# EXERCISE DESCRIPTION:
Each line of the data that includes "PushConfig" must be copied.

EXERCISE INPUTS Block Start

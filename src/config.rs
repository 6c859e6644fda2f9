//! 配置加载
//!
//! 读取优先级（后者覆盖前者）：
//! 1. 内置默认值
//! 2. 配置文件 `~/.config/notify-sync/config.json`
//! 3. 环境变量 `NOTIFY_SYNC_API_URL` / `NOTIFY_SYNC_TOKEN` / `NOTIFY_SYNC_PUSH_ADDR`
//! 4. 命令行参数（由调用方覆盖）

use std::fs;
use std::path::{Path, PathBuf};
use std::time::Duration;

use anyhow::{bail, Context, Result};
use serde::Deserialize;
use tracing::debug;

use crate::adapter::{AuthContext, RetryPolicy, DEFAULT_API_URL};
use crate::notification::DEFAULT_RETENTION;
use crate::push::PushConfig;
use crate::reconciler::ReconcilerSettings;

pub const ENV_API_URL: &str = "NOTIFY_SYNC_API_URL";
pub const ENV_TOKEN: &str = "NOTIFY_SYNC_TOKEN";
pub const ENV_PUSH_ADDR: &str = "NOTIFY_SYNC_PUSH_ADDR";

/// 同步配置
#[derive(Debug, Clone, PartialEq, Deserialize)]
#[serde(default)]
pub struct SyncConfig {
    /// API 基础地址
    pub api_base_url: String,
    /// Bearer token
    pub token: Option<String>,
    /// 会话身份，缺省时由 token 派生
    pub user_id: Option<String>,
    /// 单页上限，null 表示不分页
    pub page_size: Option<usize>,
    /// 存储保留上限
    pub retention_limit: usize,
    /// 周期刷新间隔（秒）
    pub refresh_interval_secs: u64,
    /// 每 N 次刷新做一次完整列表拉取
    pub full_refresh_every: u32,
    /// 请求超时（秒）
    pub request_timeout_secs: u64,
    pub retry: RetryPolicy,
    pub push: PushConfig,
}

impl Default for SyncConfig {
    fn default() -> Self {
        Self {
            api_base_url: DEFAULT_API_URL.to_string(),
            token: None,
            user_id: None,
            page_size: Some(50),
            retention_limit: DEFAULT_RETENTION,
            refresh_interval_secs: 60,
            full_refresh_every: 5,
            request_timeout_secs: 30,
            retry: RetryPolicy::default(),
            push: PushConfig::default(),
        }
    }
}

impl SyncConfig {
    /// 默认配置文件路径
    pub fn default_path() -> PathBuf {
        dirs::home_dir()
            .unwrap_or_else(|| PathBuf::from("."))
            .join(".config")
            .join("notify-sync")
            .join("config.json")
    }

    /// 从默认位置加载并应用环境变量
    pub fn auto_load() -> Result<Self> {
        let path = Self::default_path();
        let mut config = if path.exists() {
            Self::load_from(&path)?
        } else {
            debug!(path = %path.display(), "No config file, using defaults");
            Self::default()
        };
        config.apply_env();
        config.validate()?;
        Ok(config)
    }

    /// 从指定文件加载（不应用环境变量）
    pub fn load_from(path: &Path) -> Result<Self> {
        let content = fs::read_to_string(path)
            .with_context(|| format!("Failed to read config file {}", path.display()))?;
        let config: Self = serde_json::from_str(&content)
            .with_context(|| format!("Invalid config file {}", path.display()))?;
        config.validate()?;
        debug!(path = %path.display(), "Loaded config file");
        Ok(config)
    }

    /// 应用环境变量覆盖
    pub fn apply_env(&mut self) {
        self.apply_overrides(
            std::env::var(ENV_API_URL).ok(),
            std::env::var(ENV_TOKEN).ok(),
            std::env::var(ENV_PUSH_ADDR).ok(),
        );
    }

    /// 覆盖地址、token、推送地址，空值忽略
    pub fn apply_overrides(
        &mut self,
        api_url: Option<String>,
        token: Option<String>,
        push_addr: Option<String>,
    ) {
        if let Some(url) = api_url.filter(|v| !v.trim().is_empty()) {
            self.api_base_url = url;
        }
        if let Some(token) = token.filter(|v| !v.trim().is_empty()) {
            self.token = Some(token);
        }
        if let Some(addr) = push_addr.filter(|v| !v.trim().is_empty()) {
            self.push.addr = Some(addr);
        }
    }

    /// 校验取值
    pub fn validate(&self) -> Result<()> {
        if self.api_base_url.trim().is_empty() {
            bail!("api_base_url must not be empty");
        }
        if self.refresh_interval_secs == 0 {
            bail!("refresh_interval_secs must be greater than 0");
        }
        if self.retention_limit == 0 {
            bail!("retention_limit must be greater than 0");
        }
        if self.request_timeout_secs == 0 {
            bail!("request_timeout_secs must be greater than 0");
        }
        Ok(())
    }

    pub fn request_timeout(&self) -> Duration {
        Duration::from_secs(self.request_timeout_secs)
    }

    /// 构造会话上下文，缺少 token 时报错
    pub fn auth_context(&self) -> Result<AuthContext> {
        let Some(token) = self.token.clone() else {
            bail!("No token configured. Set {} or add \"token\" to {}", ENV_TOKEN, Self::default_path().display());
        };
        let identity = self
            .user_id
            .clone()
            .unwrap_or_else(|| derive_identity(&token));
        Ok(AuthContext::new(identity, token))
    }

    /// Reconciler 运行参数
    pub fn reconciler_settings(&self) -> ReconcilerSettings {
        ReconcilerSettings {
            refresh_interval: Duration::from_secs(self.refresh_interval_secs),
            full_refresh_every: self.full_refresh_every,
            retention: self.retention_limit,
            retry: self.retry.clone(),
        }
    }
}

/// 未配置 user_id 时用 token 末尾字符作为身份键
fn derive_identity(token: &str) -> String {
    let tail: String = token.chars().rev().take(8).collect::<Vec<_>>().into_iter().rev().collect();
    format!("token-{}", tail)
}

EXERCISE INPUTS Block End

# RESPONSE BOX:
use crate::push::PushConfig;
    pub push: PushConfig,
            push: PushConfig::default(),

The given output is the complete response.